“Hard Cider, after all, is an artist,” I thought. “He has the artistic conscience–and, being a Yankee, he won’t admit it.”

I went back to my orchard, working with a greater confidence and speed now, born of practice; and I had begun on the second row by five o’clock. Then I walked up to the plateau. Joe was working overtime, covering the drills, while his father was doing the stable work. I staked the three sections of the field containing Early Rose, Dibble’s Russet, and Irish Cobbler respectively, and entered in my notebook the date of planting. It occurred to me then and there to keep a diary of all seeds, soils, fertilizers, and plantings, noting weather conditions and pests during the growing season, and the time, quality, and quantity of harvest. That diary I began the same evening; I have kept it religiously ever since, and I have learned more about agriculture from its pages than from any other book–something I don’t say vainly at all, because it is but the careful tabulation of practical experience, and that is any man’s best teacher.

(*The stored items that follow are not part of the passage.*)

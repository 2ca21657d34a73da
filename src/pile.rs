use crate::card::{CardId, CardIds};
use crate::geometry::{Point, Rect, Size};

use smallvec::SmallVec;
use std::fmt;

pub const TOTAL_FOUNDATIONS: usize = 4;
pub const TOTAL_TABLEAUS: usize = 7;
pub const TOTAL_PILES: usize = TOTAL_FOUNDATIONS + TOTAL_TABLEAUS + 2;
pub const TALON_SIZE: usize = 24;

#[derive(Debug, Clone, Copy, PartialEq, Eq, Hash)]
pub enum PileId {
    Stock,
    Waste,
    Foundation(usize),
    Tableau(usize),
}

impl PileId {
    pub fn all() -> impl Iterator<Item = PileId> {
        [PileId::Stock, PileId::Waste]
            .into_iter()
            .chain((0..TOTAL_FOUNDATIONS).map(PileId::Foundation))
            .chain((0..TOTAL_TABLEAUS).map(PileId::Tableau))
    }

    pub fn foundations() -> impl Iterator<Item = PileId> {
        (0..TOTAL_FOUNDATIONS).map(PileId::Foundation)
    }

    pub fn tableaus() -> impl Iterator<Item = PileId> {
        (0..TOTAL_TABLEAUS).map(PileId::Tableau)
    }

    /// Position in [`PileId::all`].
    pub fn index(&self) -> usize {
        match self {
            PileId::Stock => 0,
            PileId::Waste => 1,
            PileId::Foundation(i) => 2 + i,
            PileId::Tableau(i) => 2 + TOTAL_FOUNDATIONS + i,
        }
    }

    pub fn is_tableau(&self) -> bool {
        matches!(self, PileId::Tableau(_))
    }
}

impl fmt::Display for PileId {
    fn fmt(&self, f: &mut fmt::Formatter<'_>) -> fmt::Result {
        match self {
            PileId::Stock => write!(f, "stock"),
            PileId::Waste => write!(f, "waste"),
            PileId::Foundation(i) => write!(f, "foundation-{}", i + 1),
            PileId::Tableau(i) => write!(f, "tableau-{}", i + 1),
        }
    }
}

/// How the cards of a pile spread out from its origin.
#[derive(Debug, Clone, Copy, PartialEq)]
pub enum Fan {
    Stacked,
    /// Every card sits `offset` below the previous one.
    Down(f64),
    /// The top `visible` cards spread `offset` to the right, the rest stay stacked.
    Right { offset: f64, visible: usize },
}

/// An ordered stack of cards rendered at one board location.
///
/// `cards` is the logical order, bottom first. `layer` is the z-order of the card
/// elements currently attached to the pile's group; cards that are animating or
/// being dragged are detached from it.
#[derive(Debug, Clone)]
pub struct Pile {
    id: PileId,
    origin: Point,
    fan: Fan,
    cards: SmallVec<[CardId; TALON_SIZE]>,
    layer: Vec<CardId>,
}

impl Pile {
    pub fn new(id: PileId, origin: Point, fan: Fan) -> Self {
        Self {
            id,
            origin,
            fan,
            cards: SmallVec::new(),
            layer: Vec::new(),
        }
    }

    pub fn id(&self) -> PileId {
        self.id
    }

    pub fn origin(&self) -> Point {
        self.origin
    }

    pub fn cards(&self) -> &[CardId] {
        &self.cards
    }

    pub fn layer(&self) -> &[CardId] {
        &self.layer
    }

    pub fn len(&self) -> usize {
        self.cards.len()
    }

    pub fn is_empty(&self) -> bool {
        self.cards.is_empty()
    }

    pub fn top(&self) -> Option<CardId> {
        self.cards.last().copied()
    }

    pub fn contains(&self, card: CardId) -> bool {
        self.cards.contains(&card)
    }

    pub fn position(&self, card: CardId) -> Option<usize> {
        self.cards.iter().position(|&c| c == card)
    }

    /// The card right above `card`, if any.
    pub fn next_card(&self, card: CardId) -> Option<CardId> {
        let idx = self.position(card)?;
        self.cards.get(idx + 1).copied()
    }

    /// `card` and every card above it.
    pub fn run_from(&self, card: CardId) -> CardIds {
        match self.position(card) {
            Some(idx) => self.cards[idx..].iter().copied().collect(),
            None => CardIds::new(),
        }
    }

    pub fn push(&mut self, card: CardId) {
        self.cards.push(card);
    }

    /// Removes `card` from the pile and its layer. Returns its former index.
    pub fn remove(&mut self, card: CardId) -> Option<usize> {
        self.detach(card);
        let idx = self.position(card)?;
        self.cards.remove(idx);
        Some(idx)
    }

    pub fn detach(&mut self, card: CardId) {
        self.layer.retain(|c| *c != card);
    }

    /// Inserts the element of `card` before the next attached card above it,
    /// or on top when there is none.
    pub fn attach(&mut self, card: CardId) {
        self.detach(card);
        let mut next = self.next_card(card);
        while let Some(nc) = next {
            if let Some(at) = self.layer.iter().position(|&c| c == nc) {
                self.layer.insert(at, card);
                return;
            }
            next = self.next_card(nc);
        }
        self.layer.push(card);
    }

    /// Board position of the card at `index` given the current pile size.
    pub fn slot(&self, index: usize) -> Point {
        match self.fan {
            Fan::Stacked => self.origin,
            Fan::Down(offset) => self.origin + Point::new(0.0, index as f64 * offset),
            Fan::Right { offset, visible } => {
                let first_visible = self.cards.len().saturating_sub(visible.max(1));
                let shift = index.saturating_sub(first_visible);
                self.origin + Point::new(shift as f64 * offset, 0.0)
            }
        }
    }

    /// Area that accepts dropped cards: the slot outline stretched to the top card.
    pub fn drop_area(&self, card_size: Size) -> Rect {
        let last = self.slot(self.cards.len().saturating_sub(1));
        let extent = last - self.origin;
        Rect::from_min_size(
            self.origin,
            Size::new(
                card_size.width + extent.x,
                card_size.height + extent.y,
            ),
        )
    }
}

I picked up a hoe and helped Joe cover drills for half an hour. Thanks to golf and rowing, my hands were already calloused, or I don’t know what would have happened to them in those first days!

Then I walked back to my house. I could not bring myself to leave it. I walked down through the littered orchard to the brook, and planned out a cement dam and a pool. Then I walked back to the south side of the dwelling, and looked out over the slope where my main vegetable farm was to be. The land had been ploughed close up to the house. It would be easy to level it off for a hundred feet or more into a grass terrace, with a rose hedge at the end to shut out the farm, and a sundial in the centre. To the east it would go naturally into an extension of the orchard; to the west it would end at a grape arbour just beyond the farthest woodshed. I would place my garden hotbeds against the sheltered south side of the kitchen, and screen them with a bed of hollyhocks running west from the end of the main house, which extended in a jog some twelve or fifteen feet beyond the kitchen. Thus one end of my pergola veranda would naturally run off into a hollyhock walk, the other into the grassy slope of the orchard, while directly in front of the glass door would be the lawn, the sundial, and then a white bench against the rambler hedge. I saw it all as I stood there, saw it and thrilled to it as a painter must thrill to a new conception; thrilled, also, at the prospect of achieving it with my own hands; thrilled at the thought of dwelling with it all my days. I must have remained there a long time, lost in reverie, for I was very late to supper, and Mrs. Temple was not so cheerful as her wont.

That night I managed to keep awake till eleven, and got some work done. I also rose at a compromise hour of six in the morning, and worked another hour, almost catching up with what should have been my daily stint. But I realized that hereafter I could not work on the farm all day. I must give up my mornings to my manuscript reading.

“Well,” thought I, “I’ll do it–as soon as the orchard is finished.”

As soon as the orchard was finished! I stood amid the litter I had made on the ground, and reflected. I had completed the preliminary trimming of one row and part of a second. There were still over two rows and a half to do. And the worst trees were in those rows, at that. After they were trimmed, there was all the litter to clear out, and the stubs to be painted, and cement work to be done.

“Good gracious!” thought I, “if I do all that, when will I plant, when will I make my lawn?”

Were you ever lost in the woods, so that you suddenly felt a mad desire to rush blindly in every direction, helpless, bewildered, with a horrid sensation that your heart has gone down somewhere into your abdomen? That is the way I suddenly felt toward my farm. I couldn’t afford to employ more labour. Besides, I didn’t want to. I wanted to do the work myself. But there was so much to do!

I stood stock still and pulled myself together. “Rome was not built in a day,” I told myself. “You just take out the worst of the dead wood in those remaining trees now, and finish them another season, or else at odd times during the summer.”